Materials provided
+++

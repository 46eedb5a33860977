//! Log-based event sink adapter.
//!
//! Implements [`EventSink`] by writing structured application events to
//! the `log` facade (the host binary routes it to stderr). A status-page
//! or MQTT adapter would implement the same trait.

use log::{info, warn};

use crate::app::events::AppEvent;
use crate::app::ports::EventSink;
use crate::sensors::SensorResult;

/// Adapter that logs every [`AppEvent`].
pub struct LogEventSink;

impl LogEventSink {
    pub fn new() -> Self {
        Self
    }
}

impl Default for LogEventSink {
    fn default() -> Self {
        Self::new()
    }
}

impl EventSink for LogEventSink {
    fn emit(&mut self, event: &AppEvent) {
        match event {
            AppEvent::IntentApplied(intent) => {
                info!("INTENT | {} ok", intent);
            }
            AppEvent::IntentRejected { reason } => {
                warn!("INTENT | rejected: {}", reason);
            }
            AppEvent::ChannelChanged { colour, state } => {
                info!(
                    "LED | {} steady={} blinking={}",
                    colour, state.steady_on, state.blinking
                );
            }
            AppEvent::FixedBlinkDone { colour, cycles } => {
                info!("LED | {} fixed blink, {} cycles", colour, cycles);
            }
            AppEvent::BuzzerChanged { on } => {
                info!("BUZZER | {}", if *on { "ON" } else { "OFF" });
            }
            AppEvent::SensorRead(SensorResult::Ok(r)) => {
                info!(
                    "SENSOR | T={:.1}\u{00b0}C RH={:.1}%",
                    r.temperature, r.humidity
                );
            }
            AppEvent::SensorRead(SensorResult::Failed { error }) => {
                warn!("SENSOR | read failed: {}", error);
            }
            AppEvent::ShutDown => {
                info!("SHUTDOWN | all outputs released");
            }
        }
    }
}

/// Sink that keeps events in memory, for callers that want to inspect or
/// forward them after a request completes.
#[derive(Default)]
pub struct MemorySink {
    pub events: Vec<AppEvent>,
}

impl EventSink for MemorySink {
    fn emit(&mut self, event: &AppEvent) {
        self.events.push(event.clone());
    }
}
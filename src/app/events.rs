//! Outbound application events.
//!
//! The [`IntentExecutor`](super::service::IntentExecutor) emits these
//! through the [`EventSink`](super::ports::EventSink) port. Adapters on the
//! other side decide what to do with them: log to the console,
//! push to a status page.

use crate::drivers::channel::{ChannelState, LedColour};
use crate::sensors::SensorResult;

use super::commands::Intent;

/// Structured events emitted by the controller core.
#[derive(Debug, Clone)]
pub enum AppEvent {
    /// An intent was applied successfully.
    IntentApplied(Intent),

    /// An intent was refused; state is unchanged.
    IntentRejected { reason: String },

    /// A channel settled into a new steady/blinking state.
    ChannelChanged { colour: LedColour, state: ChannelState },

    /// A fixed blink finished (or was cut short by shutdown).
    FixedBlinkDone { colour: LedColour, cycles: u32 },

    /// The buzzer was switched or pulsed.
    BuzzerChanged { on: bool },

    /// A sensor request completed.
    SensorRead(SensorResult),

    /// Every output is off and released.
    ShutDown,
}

+++

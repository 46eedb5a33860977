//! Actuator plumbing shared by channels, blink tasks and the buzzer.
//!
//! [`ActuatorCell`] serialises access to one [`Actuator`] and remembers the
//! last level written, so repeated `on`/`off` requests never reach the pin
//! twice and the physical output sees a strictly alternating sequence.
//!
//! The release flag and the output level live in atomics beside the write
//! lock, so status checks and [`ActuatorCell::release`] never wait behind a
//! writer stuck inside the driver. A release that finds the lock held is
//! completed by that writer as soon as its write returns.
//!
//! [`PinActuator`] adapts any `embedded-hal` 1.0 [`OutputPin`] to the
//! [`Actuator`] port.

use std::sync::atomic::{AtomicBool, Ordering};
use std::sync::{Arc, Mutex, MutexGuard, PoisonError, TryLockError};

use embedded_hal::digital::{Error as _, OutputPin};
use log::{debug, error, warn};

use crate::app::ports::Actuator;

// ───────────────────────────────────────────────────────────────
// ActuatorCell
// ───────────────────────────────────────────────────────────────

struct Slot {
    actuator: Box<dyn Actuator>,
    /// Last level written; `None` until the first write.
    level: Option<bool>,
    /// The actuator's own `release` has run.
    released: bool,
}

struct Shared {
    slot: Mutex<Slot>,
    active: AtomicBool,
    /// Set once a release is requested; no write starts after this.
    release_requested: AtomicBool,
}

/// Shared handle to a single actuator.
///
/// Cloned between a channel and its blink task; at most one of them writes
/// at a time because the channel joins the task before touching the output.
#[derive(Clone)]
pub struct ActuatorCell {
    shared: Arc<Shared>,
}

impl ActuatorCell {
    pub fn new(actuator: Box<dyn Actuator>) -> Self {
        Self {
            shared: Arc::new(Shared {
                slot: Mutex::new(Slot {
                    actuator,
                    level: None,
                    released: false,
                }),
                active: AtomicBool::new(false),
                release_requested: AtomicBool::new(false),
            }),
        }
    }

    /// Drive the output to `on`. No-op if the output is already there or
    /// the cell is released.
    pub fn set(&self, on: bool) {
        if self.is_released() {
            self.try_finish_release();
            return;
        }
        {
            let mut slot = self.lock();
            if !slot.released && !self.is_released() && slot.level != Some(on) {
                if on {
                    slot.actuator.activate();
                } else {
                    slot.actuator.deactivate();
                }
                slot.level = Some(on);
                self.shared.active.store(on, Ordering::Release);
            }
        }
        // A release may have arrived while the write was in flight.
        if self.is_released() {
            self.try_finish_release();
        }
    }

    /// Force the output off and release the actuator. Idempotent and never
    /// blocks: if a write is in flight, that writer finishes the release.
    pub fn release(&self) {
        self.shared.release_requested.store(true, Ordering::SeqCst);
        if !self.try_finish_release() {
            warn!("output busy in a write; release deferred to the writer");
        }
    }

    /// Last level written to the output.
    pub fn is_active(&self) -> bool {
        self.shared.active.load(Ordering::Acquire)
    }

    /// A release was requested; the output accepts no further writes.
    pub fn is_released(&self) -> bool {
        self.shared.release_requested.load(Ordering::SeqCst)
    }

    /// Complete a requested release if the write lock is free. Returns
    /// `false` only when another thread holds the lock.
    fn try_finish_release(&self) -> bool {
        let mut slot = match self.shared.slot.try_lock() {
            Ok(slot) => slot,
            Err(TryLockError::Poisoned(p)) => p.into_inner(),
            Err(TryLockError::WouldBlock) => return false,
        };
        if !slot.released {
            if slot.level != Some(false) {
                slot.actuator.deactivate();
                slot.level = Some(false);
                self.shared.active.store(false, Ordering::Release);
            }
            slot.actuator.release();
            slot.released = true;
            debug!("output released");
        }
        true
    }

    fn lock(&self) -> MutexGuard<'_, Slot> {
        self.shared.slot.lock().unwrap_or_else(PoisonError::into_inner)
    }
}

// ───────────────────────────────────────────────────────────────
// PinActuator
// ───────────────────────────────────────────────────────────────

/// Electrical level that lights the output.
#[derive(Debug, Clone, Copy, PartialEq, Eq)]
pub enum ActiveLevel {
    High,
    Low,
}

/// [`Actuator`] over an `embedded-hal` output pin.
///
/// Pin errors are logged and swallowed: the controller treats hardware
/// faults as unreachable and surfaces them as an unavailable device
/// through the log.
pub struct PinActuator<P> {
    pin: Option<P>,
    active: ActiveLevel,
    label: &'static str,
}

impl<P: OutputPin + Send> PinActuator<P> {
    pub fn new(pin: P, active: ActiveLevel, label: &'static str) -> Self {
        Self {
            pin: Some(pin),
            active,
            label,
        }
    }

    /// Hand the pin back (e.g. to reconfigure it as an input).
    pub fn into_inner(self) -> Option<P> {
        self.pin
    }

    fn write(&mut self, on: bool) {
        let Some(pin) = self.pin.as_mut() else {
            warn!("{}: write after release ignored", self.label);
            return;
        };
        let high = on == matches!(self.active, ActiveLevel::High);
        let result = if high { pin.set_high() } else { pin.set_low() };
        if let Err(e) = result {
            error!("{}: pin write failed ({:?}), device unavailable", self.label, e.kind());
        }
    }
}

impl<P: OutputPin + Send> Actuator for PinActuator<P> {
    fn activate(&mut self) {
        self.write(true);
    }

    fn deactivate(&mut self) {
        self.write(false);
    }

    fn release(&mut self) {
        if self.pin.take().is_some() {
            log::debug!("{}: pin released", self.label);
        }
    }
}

+++

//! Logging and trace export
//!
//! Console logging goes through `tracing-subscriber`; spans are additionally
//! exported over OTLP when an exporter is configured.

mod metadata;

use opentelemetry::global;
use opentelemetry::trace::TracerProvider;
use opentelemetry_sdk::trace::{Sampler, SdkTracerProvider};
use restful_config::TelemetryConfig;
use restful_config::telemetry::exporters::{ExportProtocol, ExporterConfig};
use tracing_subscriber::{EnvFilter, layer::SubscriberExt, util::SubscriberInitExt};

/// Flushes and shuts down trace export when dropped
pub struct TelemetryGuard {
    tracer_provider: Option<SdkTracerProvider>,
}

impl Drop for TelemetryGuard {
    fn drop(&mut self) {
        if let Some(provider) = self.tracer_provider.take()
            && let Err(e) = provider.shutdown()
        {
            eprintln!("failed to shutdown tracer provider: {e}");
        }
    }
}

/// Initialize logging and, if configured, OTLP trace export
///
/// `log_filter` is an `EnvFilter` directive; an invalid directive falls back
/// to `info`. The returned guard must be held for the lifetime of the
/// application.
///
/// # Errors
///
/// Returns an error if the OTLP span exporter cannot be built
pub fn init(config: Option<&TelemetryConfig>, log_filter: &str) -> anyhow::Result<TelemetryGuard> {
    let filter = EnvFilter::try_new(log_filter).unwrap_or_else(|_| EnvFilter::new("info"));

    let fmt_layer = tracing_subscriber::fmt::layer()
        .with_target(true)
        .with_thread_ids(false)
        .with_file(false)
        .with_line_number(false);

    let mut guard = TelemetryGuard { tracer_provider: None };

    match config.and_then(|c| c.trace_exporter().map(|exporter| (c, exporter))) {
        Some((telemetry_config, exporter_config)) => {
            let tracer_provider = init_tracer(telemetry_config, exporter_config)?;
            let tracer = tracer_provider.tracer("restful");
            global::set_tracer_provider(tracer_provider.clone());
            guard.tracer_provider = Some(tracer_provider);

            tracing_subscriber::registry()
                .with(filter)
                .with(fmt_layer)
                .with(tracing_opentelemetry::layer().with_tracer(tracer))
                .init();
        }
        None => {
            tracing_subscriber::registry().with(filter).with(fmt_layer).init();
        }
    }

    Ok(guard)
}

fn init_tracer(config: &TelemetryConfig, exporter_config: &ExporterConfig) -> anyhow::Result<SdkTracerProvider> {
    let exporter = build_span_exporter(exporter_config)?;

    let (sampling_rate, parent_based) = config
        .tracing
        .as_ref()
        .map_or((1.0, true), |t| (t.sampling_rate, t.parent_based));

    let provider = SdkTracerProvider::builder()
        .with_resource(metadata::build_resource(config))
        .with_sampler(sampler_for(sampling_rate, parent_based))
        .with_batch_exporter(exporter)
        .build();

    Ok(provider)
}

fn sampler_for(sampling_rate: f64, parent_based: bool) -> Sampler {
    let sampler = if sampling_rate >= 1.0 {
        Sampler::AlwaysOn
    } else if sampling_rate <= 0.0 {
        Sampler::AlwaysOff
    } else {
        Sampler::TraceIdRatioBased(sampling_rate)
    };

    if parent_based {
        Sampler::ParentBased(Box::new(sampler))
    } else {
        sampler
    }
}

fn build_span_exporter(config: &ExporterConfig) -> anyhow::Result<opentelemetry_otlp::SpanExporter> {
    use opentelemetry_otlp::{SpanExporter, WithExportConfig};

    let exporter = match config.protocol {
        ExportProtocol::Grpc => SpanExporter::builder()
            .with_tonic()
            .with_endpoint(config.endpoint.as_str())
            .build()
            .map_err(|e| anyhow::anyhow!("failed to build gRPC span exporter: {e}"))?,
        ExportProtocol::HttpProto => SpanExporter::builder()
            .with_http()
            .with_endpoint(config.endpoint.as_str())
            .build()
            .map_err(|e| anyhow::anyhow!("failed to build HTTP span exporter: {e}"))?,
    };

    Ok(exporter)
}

+++

Task to carry out
If a line in the material contains the word "true", copy that line.

Response to this exercise
        self.shared.release_requested.store(true, Ordering::SeqCst);
            slot.released = true;
        true
        self.write(true);
        .with_target(true)
        .map_or((1.0, true), |t| (t.sampling_rate, t.parent_based));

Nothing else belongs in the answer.